Data entries
· · · · ·

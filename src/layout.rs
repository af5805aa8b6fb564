//! Layout: an ordered, validated list of field specifications for one kind of line.

use crate::field::{check_fields, FieldSpec};
use std::collections::HashMap;

/// Configuration errors. These are raised while building a layout, before any data is
/// decoded; field-level data problems are [`Diagnostic`](crate::Diagnostic)s instead.
#[derive(Debug, Clone, PartialEq, thiserror::Error)]
pub enum LayoutError {
    #[error("Invalid date-time format {0}: valid formats - YYYYMMDD YYMMDD MMDDYYYY YYYYMMDDHHMM YYYYMMDDHHMMSS")]
    UnknownDateTimeFormat(String),
    #[error("Pad for {field} must be a single one-byte character, got {pad:?}")]
    InvalidPad { field: String, pad: String },
    #[error("Invalid regex for {field}: {reason}")]
    InvalidRegex { field: String, reason: String },
    #[error("Duplicate field name: {0}")]
    DuplicateField(String),
    #[error("Duplicate layout name: {0}")]
    DuplicateLayout(String),
    #[error("Unknown option {option} for {field}")]
    UnknownOption { field: String, option: String },
    #[error("Invalid option {option} for {field}: {reason}")]
    InvalidOption {
        field: String,
        option: String,
        reason: String,
    },
    #[error("Parse error: {0}")]
    Parse(String),
}

#[derive(Debug, Clone)]
pub struct Layout {
    name: String,
    fields: Vec<FieldSpec>,
    spacing: usize,
    by_name: HashMap<String, usize>,
}

impl Layout {
    /// Validate `fields` and build the name index.
    pub fn new(fields: Vec<FieldSpec>) -> Result<Self, LayoutError> {
        Layout::named("", fields)
    }

    pub fn named(name: impl Into<String>, fields: Vec<FieldSpec>) -> Result<Self, LayoutError> {
        check_fields(&fields)?;
        let by_name = fields
            .iter()
            .enumerate()
            .map(|(i, f)| (f.name().to_string(), i))
            .collect();
        Ok(Layout {
            name: name.into(),
            fields,
            spacing: 0,
            by_name,
        })
    }

    /// Filler bytes between adjacent fields (not after the last one).
    pub fn with_spacing(mut self, spacing: usize) -> Self {
        self.spacing = spacing;
        self
    }

    pub fn name(&self) -> &str {
        &self.name
    }

    pub fn fields(&self) -> &[FieldSpec] {
        &self.fields
    }

    pub fn spacing(&self) -> usize {
        self.spacing
    }

    pub fn field(&self, name: &str) -> Option<&FieldSpec> {
        self.by_name.get(name).map(|&i| &self.fields[i])
    }

    /// Full line width, spacing included.
    pub fn width(&self) -> usize {
        let fields: usize = self.fields.iter().map(FieldSpec::width).sum();
        fields + self.spacing * self.fields.len().saturating_sub(1)
    }
}
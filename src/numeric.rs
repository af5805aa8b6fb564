//! Integer and implied-scale decimal fields.

use crate::diagnostic::Diagnostics;
use crate::value::Value;
use regex::Regex;
use rust_decimal::{Decimal, RoundingStrategy};
use std::str::FromStr;
use std::sync::LazyLock;

#[derive(Debug, Clone)]
pub struct IntegerField {
    pub(crate) name: String,
    pub(crate) width: usize,
    strip_nonnumeric: bool,
    required: bool,
}

impl IntegerField {
    pub fn new(name: impl Into<String>, width: usize) -> Self {
        IntegerField {
            name: name.into(),
            width,
            strip_nonnumeric: true,
            required: false,
        }
    }

    /// Convert the trimmed text as-is instead of dropping every non-digit first.
    pub fn keep_nonnumeric(mut self) -> Self {
        self.strip_nonnumeric = false;
        self
    }

    pub fn required(mut self) -> Self {
        self.required = true;
        self
    }

    pub fn parse(&self, raw: &str, column: usize, diag: &mut Diagnostics) -> Value {
        let mut value = raw.trim().to_string();
        if self.strip_nonnumeric {
            value.retain(|c| c.is_ascii_digit());
        }
        if value.is_empty() {
            if self.required {
                diag.error(&self.name, raw.trim(), "missing required value", Some(column));
            }
            return Value::Null;
        }
        match value.parse::<i64>() {
            Ok(n) => Value::Int(n),
            Err(_) => {
                diag.error(&self.name, &value, "cannot translate to number", Some(column));
                Value::Null
            }
        }
    }

    pub fn encode_value(&self, value: &Value, out: &mut String, diag: &mut Diagnostics) {
        let text = match value {
            Value::Null => String::new(),
            Value::Str(s) => s.trim().to_string(),
            other => other.to_string(),
        };
        if text.is_empty() {
            out.extend(std::iter::repeat('0').take(self.width));
            return;
        }
        push_right_justified(&self.name, &text, self.width, '0', out, diag);
    }
}

#[derive(Debug, Clone)]
pub struct DecimalField {
    pub(crate) name: String,
    pub(crate) width: usize,
    pub(crate) scale: Option<u32>,
    required: bool,
    nonzero: bool,
    pub(crate) pad: char,
}

impl DecimalField {
    pub fn new(name: impl Into<String>, width: usize) -> Self {
        DecimalField {
            name: name.into(),
            width,
            scale: None,
            required: false,
            nonzero: false,
            pad: ' ',
        }
    }

    /// Number of fractional digits carried without a decimal point.
    pub fn implied_scale(mut self, scale: u32) -> Self {
        self.scale = Some(scale);
        self
    }

    pub fn required(mut self) -> Self {
        self.required = true;
        self
    }

    /// Report a zero value as an error.
    pub fn nonzero(mut self) -> Self {
        self.nonzero = true;
        self
    }

    pub fn pad(mut self, pad: char) -> Self {
        self.pad = pad;
        self
    }

    pub fn parse(&self, raw: &str, column: usize, diag: &mut Diagnostics) -> Value {
        let text = raw.trim();
        let col = Some(column);
        if text.is_empty() {
            if self.required {
                diag.error(&self.name, text, "missing required value", col);
            }
            return Value::Null;
        }
        let mut value = match Decimal::from_str(text) {
            Ok(d) => d,
            Err(e) => {
                diag.error(&self.name, text, e.to_string(), col);
                return Value::Null;
            }
        };
        if self.nonzero && value.is_zero() {
            diag.error(&self.name, text, "value cannot be zero", col);
            return Value::Null;
        }
        if let Some(scale) = self.scale.filter(|s| *s > 0) {
            if let Err(e) = value.set_scale(value.scale() + scale) {
                diag.error(&self.name, text, e.to_string(), col);
                return Value::Null;
            }
        }
        Value::Decimal(value)
    }

    pub fn encode_value(&self, value: &Value, out: &mut String, diag: &mut Diagnostics) {
        let number = match value {
            Value::Null => None,
            Value::Decimal(d) => Some(*d),
            Value::Int(n) => Some(Decimal::from(*n)),
            Value::Str(s) if s.trim().is_empty() => None,
            Value::Str(s) => {
                let parsed = parse_decimal(s);
                if parsed.is_none() {
                    diag.warning(&self.name, s, "no number found in value", None);
                }
                parsed
            }
            other => {
                diag.warning(&self.name, &other.to_string(), "value is not numeric", None);
                None
            }
        };
        let Some(mut number) = number else {
            out.extend(std::iter::repeat(self.pad).take(self.width));
            return;
        };
        if let Some(scale) = self.scale {
            match to_implied(number, scale) {
                Some(n) => number = n,
                None => {
                    diag.warning(&self.name, &number.to_string(), "value overflows implied scale", None);
                    out.extend(std::iter::repeat(self.pad).take(self.width));
                    return;
                }
            }
        }
        push_right_justified(&self.name, &number.to_string(), self.width, self.pad, out, diag);
    }
}

/// Right-justify `text` into `width` columns. Values that do not fit keep their
/// low-order (rightmost) characters and raise a warning.
fn push_right_justified(name: &str, text: &str, width: usize, pad: char, out: &mut String, diag: &mut Diagnostics) {
    let mut kept = text;
    if text.len() > width {
        diag.warning(name, text, format!("value overflows {} columns", width), None);
        let mut start = text.len() - width;
        while !text.is_char_boundary(start) {
            start += 1;
        }
        kept = &text[start..];
    }
    out.extend(std::iter::repeat(pad).take(width - kept.len()));
    out.push_str(kept);
}

/// Shift `value` left by `scale` decimal places and round half-to-even to an integer:
/// `123.45` at scale 2 becomes `12345`, `8.6` at scale 3 becomes `8600`.
pub fn to_implied(value: Decimal, scale: u32) -> Option<Decimal> {
    let factor = Decimal::try_from_i128_with_scale(10i128.checked_pow(scale)?, 0).ok()?;
    value
        .checked_mul(factor)
        .map(|v| v.round_dp_with_strategy(0, RoundingStrategy::MidpointNearestEven))
}

/// Tried in order: bare fraction, first number with a fraction, first integer.
static NUMBER_PATTERNS: LazyLock<[Regex; 3]> = LazyLock::new(|| {
    [
        Regex::new(r"^(-?\.\d+)$").expect("static pattern"),
        Regex::new(r"^.*?(-?\d+\.\d+)").expect("static pattern"),
        Regex::new(r"^.*?(-?\d+)").expect("static pattern"),
    ]
});

/// Pull the first number out of free text such as `"$1,234.50 USD"`. Commas are
/// ignored. Returns `None` when no digits are present.
pub fn parse_decimal(s: &str) -> Option<Decimal> {
    let s = s.replace(',', "");
    for p in NUMBER_PATTERNS.iter() {
        if let Some(m) = p.captures(&s).and_then(|c| c.get(1)) {
            return Decimal::from_str(m.as_str()).ok();
        }
    }
    Decimal::from_str(s.trim()).ok()
}
//! Field specifications: the closed set of field kinds a layout is made of.
//!
//! Every kind reads exactly its width from the [`Cursor`] on decode and writes exactly its
//! width on encode. Scalar kinds live in [`text`](crate::text), [`numeric`](crate::numeric)
//! and [`temporal`](crate::temporal); this module adds the two compositions
//! ([`RepeatedField`], [`GroupField`]) and dispatches over all of them.

use crate::cursor::Cursor;
use crate::diagnostic::Diagnostics;
use crate::layout::LayoutError;
use crate::numeric::{DecimalField, IntegerField};
use crate::temporal::{check_pattern, DateField, DateTimeField};
use crate::text::StringField;
use crate::value::{Fields, Lookup, Value};
use std::collections::HashSet;
use std::io::BufRead;

/// Highest implied scale a decimal value can carry.
const MAX_SCALE: u32 = 28;

#[derive(Debug, Clone)]
pub enum FieldSpec {
    String(StringField),
    Integer(IntegerField),
    Decimal(DecimalField),
    Date(DateField),
    DateTime(DateTimeField),
    Repeated(RepeatedField),
    Group(GroupField),
}

/// `count` consecutive instances of one inner field, decoded into a list (or a single
/// joined string when a separator is configured).
#[derive(Debug, Clone)]
pub struct RepeatedField {
    inner: Box<FieldSpec>,
    count: usize,
    join: Option<String>,
    rstrip: bool,
}

impl RepeatedField {
    pub fn new(inner: impl Into<FieldSpec>, count: usize) -> Self {
        RepeatedField {
            inner: Box::new(inner.into()),
            count,
            join: None,
            rstrip: false,
        }
    }

    pub fn join(mut self, sep: impl Into<String>) -> Self {
        self.join = Some(sep.into());
        self
    }

    /// Trim trailing whitespace off the joined string.
    pub fn rstrip(mut self) -> Self {
        self.rstrip = true;
        self
    }

    pub fn inner(&self) -> &FieldSpec {
        &self.inner
    }

    pub fn count(&self) -> usize {
        self.count
    }

    fn decode<R: BufRead>(&self, cursor: &mut Cursor<R>, out: &mut Fields, diag: &mut Diagnostics) {
        let mut lists: Vec<(String, Vec<Value>)> = Vec::new();
        for _ in 0..self.count {
            if cursor.at_end_of_stream() {
                break;
            }
            let start = cursor.position();
            let mut scratch = Fields::new();
            let mut local = Diagnostics::new();
            self.inner.decode(cursor, &mut scratch, &mut local);
            if cursor.at_end_of_stream() && cursor.position() == start {
                break;
            }
            diag.append(local);
            for (key, value) in scratch {
                match lists.iter_mut().find(|(k, _)| *k == key) {
                    Some((_, list)) => list.push(value),
                    None => lists.push((key, vec![value])),
                }
            }
        }
        if lists.is_empty() {
            lists.push((self.inner.name().to_string(), Vec::new()));
        }
        for (key, list) in lists {
            let value = match &self.join {
                Some(sep) => {
                    let parts: Vec<String> = list.iter().map(ToString::to_string).collect();
                    let mut joined = parts.join(sep);
                    if self.rstrip {
                        joined.truncate(joined.trim_end().len());
                    }
                    Value::Str(joined)
                }
                None => Value::List(list),
            };
            out.insert(key, value);
        }
    }

    /// A joined string is split back on the separator before filling the slots.
    fn encode_value(&self, value: &Value, out: &mut String, diag: &mut Diagnostics) {
        let split: Vec<Value>;
        let items: &[Value] = match (value, self.join.as_deref()) {
            (Value::Null, _) => &[],
            (Value::List(items), _) => items,
            (Value::Str(s), Some(sep)) if !sep.is_empty() => {
                split = s.split(sep).map(Value::from).collect();
                &split
            }
            (single, _) => std::slice::from_ref(single),
        };
        if items.len() > self.count {
            diag.warning(
                self.inner.name(),
                &value.to_string(),
                format!(
                    "too many values given for {}, only using the first {}",
                    self.inner.name(),
                    self.count
                ),
                None,
            );
        }
        for i in 0..self.count {
            let item = items.get(i).unwrap_or(&Value::Null);
            self.inner.encode_value(item, out, diag);
        }
    }
}

/// `count` consecutive fixed-width sub-records, each laid out by `fields`.
#[derive(Debug, Clone)]
pub struct GroupField {
    name: String,
    count: usize,
    fields: Vec<FieldSpec>,
}

impl GroupField {
    pub fn new(name: impl Into<String>, count: usize, fields: Vec<FieldSpec>) -> Self {
        GroupField {
            name: name.into(),
            count,
            fields,
        }
    }

    pub fn fields(&self) -> &[FieldSpec] {
        &self.fields
    }

    pub fn count(&self) -> usize {
        self.count
    }

    fn decode<R: BufRead>(&self, cursor: &mut Cursor<R>, out: &mut Fields, diag: &mut Diagnostics) {
        let mut subs = Vec::new();
        for i in 0..self.count {
            if cursor.at_end_of_stream() {
                break;
            }
            let mut sub = Fields::new();
            let mut local = Diagnostics::new();
            decode_fields(&self.fields, 0, cursor, &mut sub, &mut local);
            if cursor.at_end_of_stream() {
                tracing::debug!(group = %self.name, index = i, "dropping sub-record cut short by end of stream");
                break;
            }
            diag.append_scoped(&format!("{}[{}]", self.name, i), local);
            subs.push(sub);
        }
        out.insert(self.name.clone(), Value::Group(subs));
    }

    fn encode_value(&self, value: &Value, out: &mut String, diag: &mut Diagnostics) {
        let subs: &[Fields] = match value {
            Value::Group(subs) => subs,
            Value::Null => &[],
            other => {
                diag.warning(&self.name, &other.to_string(), "expected nested records", None);
                &[]
            }
        };
        if subs.len() > self.count {
            diag.warning(
                &self.name,
                &value.to_string(),
                format!("too many records given for {}, only using the first {}", self.name, self.count),
                None,
            );
        }
        let empty = Fields::new();
        for i in 0..self.count {
            let sub = subs.get(i).unwrap_or(&empty);
            let mut local = Diagnostics::new();
            encode_fields(&self.fields, 0, sub, out, &mut local);
            diag.append_scoped(&format!("{}[{}]", self.name, i), local);
        }
    }
}

impl FieldSpec {
    pub fn name(&self) -> &str {
        match self {
            FieldSpec::String(f) => &f.name,
            FieldSpec::Integer(f) => &f.name,
            FieldSpec::Decimal(f) => &f.name,
            FieldSpec::Date(f) => &f.name,
            FieldSpec::DateTime(f) => &f.name,
            FieldSpec::Repeated(f) => f.inner.name(),
            FieldSpec::Group(f) => &f.name,
        }
    }

    pub fn kind(&self) -> &'static str {
        match self {
            FieldSpec::String(_) => "string",
            FieldSpec::Integer(_) => "integer",
            FieldSpec::Decimal(_) => "decimal",
            FieldSpec::Date(_) => "date",
            FieldSpec::DateTime(_) => "datetime",
            FieldSpec::Repeated(_) => "repeat",
            FieldSpec::Group(_) => "group",
        }
    }

    /// Total columns this field occupies on a line.
    pub fn width(&self) -> usize {
        match self {
            FieldSpec::String(f) => f.width.total(),
            FieldSpec::Integer(f) => f.width,
            FieldSpec::Decimal(f) => f.width,
            FieldSpec::Date(f) => f.width,
            FieldSpec::DateTime(f) => f.width(),
            FieldSpec::Repeated(f) => f.inner.width() * f.count,
            FieldSpec::Group(f) => f.fields.iter().map(FieldSpec::width).sum::<usize>() * f.count,
        }
    }

    /// Insert this field's keys as absent.
    pub(crate) fn init(&self, out: &mut Fields) {
        match self {
            FieldSpec::Date(f) => f.init(out),
            FieldSpec::DateTime(f) => f.init(out),
            other => out.insert(other.name().to_string(), Value::Null),
        }
    }

    /// Read this field from the cursor into `out`, reporting problems to `diag`.
    pub fn decode<R: BufRead>(&self, cursor: &mut Cursor<R>, out: &mut Fields, diag: &mut Diagnostics) {
        let column = cursor.position();
        match self {
            FieldSpec::Repeated(f) => return f.decode(cursor, out, diag),
            FieldSpec::Group(f) => return f.decode(cursor, out, diag),
            _ => {}
        }
        if self.width() == 0 {
            self.init(out);
            return;
        }
        let raw = match self {
            FieldSpec::String(f) => f.read_raw(cursor),
            other => cursor.read_text(other.width()),
        };
        tracing::debug!(field = self.name(), column, raw = %raw, "read field");
        match self {
            FieldSpec::String(f) => out.insert(f.name.clone(), f.parse(&raw, column, diag)),
            FieldSpec::Integer(f) => out.insert(f.name.clone(), f.parse(&raw, column, diag)),
            FieldSpec::Decimal(f) => out.insert(f.name.clone(), f.parse(&raw, column, diag)),
            FieldSpec::Date(f) => {
                let date = f.parse(&raw, column, diag);
                f.assign(out, date);
            }
            FieldSpec::DateTime(f) => {
                let dt = f.parse(&raw, column, diag);
                f.assign(out, dt);
            }
            FieldSpec::Repeated(_) | FieldSpec::Group(_) => {}
        }
    }

    /// Encode this field's value from `input` (absent when the key is missing).
    pub fn encode<L: Lookup + ?Sized>(&self, input: &L, out: &mut String, diag: &mut Diagnostics) {
        let value = input.lookup(self.name()).unwrap_or(&Value::Null);
        self.encode_value(value, out, diag);
    }

    pub fn encode_value(&self, value: &Value, out: &mut String, diag: &mut Diagnostics) {
        let start = out.len();
        match self {
            FieldSpec::String(f) => f.encode_value(value, out, diag),
            FieldSpec::Integer(f) => f.encode_value(value, out, diag),
            FieldSpec::Decimal(f) => f.encode_value(value, out, diag),
            FieldSpec::Date(f) => f.encode_value(value, out, diag),
            FieldSpec::DateTime(f) => f.encode_value(value, out, diag),
            FieldSpec::Repeated(f) => f.encode_value(value, out, diag),
            FieldSpec::Group(f) => f.encode_value(value, out, diag),
        }
        tracing::trace!(field = self.name(), text = &out[start..], "encoded field");
    }

    /// Configuration checks run once when a layout is built.
    pub(crate) fn validate(&self) -> Result<(), LayoutError> {
        match self {
            FieldSpec::String(f) => check_pad(&f.name, f.pad),
            FieldSpec::Integer(_) => Ok(()),
            FieldSpec::Decimal(f) => {
                check_pad(&f.name, f.pad)?;
                match f.scale {
                    Some(s) if s > MAX_SCALE => Err(LayoutError::InvalidOption {
                        field: f.name.clone(),
                        option: "scale".to_string(),
                        reason: format!("implied scale {} exceeds {}", s, MAX_SCALE),
                    }),
                    _ => Ok(()),
                }
            }
            FieldSpec::Date(f) => {
                check_pattern(&f.name, &f.pattern)?;
                match &f.output {
                    Some(p) => check_pattern(&f.name, p),
                    None => Ok(()),
                }
            }
            FieldSpec::DateTime(f) => match &f.output {
                Some(p) => check_pattern(&f.name, p),
                None => Ok(()),
            },
            FieldSpec::Repeated(f) => f.inner.validate(),
            FieldSpec::Group(f) => check_fields(&f.fields),
        }
    }
}

fn check_pad(field: &str, pad: char) -> Result<(), LayoutError> {
    if pad.is_ascii() {
        Ok(())
    } else {
        Err(LayoutError::InvalidPad {
            field: field.to_string(),
            pad: pad.to_string(),
        })
    }
}

/// Unique names and per-field checks for one field list.
pub(crate) fn check_fields(fields: &[FieldSpec]) -> Result<(), LayoutError> {
    let mut seen = HashSet::new();
    for f in fields {
        if !seen.insert(f.name()) {
            return Err(LayoutError::DuplicateField(f.name().to_string()));
        }
        f.validate()?;
    }
    Ok(())
}

/// Decode `fields` in declaration order. Every field starts absent; decoding stops at the
/// first field that runs into the end of the stream. `spacing` filler bytes are consumed
/// between fields, never after the last one.
pub(crate) fn decode_fields<R: BufRead>(
    fields: &[FieldSpec],
    spacing: usize,
    cursor: &mut Cursor<R>,
    out: &mut Fields,
    diag: &mut Diagnostics,
) {
    for f in fields {
        f.init(out);
    }
    for (j, f) in fields.iter().enumerate() {
        f.decode(cursor, out, diag);
        if cursor.at_end_of_stream() {
            return;
        }
        if spacing > 0 && j + 1 < fields.len() {
            cursor.skip(spacing);
            if cursor.at_end_of_stream() {
                return;
            }
        }
    }
}

/// Encode `fields` in declaration order, `spacing` blanks between adjacent fields.
pub(crate) fn encode_fields<L: Lookup + ?Sized>(
    fields: &[FieldSpec],
    spacing: usize,
    input: &L,
    out: &mut String,
    diag: &mut Diagnostics,
) {
    for (j, f) in fields.iter().enumerate() {
        if j > 0 && spacing > 0 {
            out.extend(std::iter::repeat(' ').take(spacing));
        }
        f.encode(input, out, diag);
    }
}

impl From<StringField> for FieldSpec {
    fn from(f: StringField) -> Self {
        FieldSpec::String(f)
    }
}

impl From<IntegerField> for FieldSpec {
    fn from(f: IntegerField) -> Self {
        FieldSpec::Integer(f)
    }
}

impl From<DecimalField> for FieldSpec {
    fn from(f: DecimalField) -> Self {
        FieldSpec::Decimal(f)
    }
}

impl From<DateField> for FieldSpec {
    fn from(f: DateField) -> Self {
        FieldSpec::Date(f)
    }
}

impl From<DateTimeField> for FieldSpec {
    fn from(f: DateTimeField) -> Self {
        FieldSpec::DateTime(f)
    }
}

impl From<RepeatedField> for FieldSpec {
    fn from(f: RepeatedField) -> Self {
        FieldSpec::Repeated(f)
    }
}

impl From<GroupField> for FieldSpec {
    fn from(f: GroupField) -> Self {
        FieldSpec::Group(f)
    }
}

· · · · ·

> What is expected
Above are the records. Copy every line in them holding "seen".

> Response to this task
    let mut seen = HashSet::new();
        if !seen.insert(f.name()) {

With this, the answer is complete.